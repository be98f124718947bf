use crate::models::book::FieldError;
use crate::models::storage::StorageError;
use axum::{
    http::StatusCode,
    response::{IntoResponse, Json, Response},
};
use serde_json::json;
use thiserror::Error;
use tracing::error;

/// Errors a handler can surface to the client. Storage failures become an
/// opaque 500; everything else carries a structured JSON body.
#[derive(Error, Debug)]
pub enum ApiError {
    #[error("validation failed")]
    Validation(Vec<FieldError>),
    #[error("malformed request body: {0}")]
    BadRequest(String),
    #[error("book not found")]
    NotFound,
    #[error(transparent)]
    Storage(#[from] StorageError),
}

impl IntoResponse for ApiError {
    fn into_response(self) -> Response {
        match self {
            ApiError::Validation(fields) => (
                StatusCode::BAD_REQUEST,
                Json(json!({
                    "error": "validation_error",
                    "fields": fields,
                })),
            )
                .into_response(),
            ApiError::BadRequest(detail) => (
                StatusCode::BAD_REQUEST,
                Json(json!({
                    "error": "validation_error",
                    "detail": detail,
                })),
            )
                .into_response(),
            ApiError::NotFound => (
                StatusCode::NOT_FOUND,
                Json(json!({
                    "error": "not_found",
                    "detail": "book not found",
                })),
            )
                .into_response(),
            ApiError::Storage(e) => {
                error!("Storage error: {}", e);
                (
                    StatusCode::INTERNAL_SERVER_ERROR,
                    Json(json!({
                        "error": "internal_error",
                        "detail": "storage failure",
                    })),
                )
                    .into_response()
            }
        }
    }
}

■ ■ ■ ■ ■

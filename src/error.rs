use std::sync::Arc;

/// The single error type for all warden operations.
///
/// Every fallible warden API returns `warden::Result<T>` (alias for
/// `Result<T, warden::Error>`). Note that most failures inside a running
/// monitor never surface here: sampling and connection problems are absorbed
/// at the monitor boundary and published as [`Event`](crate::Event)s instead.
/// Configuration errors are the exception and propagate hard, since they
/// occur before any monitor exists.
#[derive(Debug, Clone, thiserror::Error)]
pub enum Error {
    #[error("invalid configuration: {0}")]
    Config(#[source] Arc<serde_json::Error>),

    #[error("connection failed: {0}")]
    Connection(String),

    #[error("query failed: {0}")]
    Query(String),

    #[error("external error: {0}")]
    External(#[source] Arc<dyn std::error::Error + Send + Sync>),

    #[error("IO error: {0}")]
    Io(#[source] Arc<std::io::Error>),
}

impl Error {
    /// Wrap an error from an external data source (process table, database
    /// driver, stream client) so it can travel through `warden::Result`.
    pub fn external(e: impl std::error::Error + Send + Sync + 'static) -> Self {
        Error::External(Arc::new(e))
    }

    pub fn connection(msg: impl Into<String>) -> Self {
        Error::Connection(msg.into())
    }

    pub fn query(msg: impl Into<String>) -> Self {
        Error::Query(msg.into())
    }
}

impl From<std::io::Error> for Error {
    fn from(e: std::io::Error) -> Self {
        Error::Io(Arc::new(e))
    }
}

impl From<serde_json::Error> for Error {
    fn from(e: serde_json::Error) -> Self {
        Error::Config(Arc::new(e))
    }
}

■ ■ ■ ■ ■

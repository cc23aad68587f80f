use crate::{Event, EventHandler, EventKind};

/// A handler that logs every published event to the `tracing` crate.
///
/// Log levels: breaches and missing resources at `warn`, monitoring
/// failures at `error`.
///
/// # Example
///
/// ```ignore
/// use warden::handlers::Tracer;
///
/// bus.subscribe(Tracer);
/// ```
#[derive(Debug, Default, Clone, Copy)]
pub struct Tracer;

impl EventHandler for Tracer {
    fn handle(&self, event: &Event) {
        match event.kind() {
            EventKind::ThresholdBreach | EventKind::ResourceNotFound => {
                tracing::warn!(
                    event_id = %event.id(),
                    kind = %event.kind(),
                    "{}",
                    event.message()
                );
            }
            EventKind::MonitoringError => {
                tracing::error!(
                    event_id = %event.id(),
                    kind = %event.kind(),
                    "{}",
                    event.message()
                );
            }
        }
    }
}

■ ■ ■ ■ ■

Activity
If a line above holds the string "book", count it; give the final total as the only output.

Response to this task
3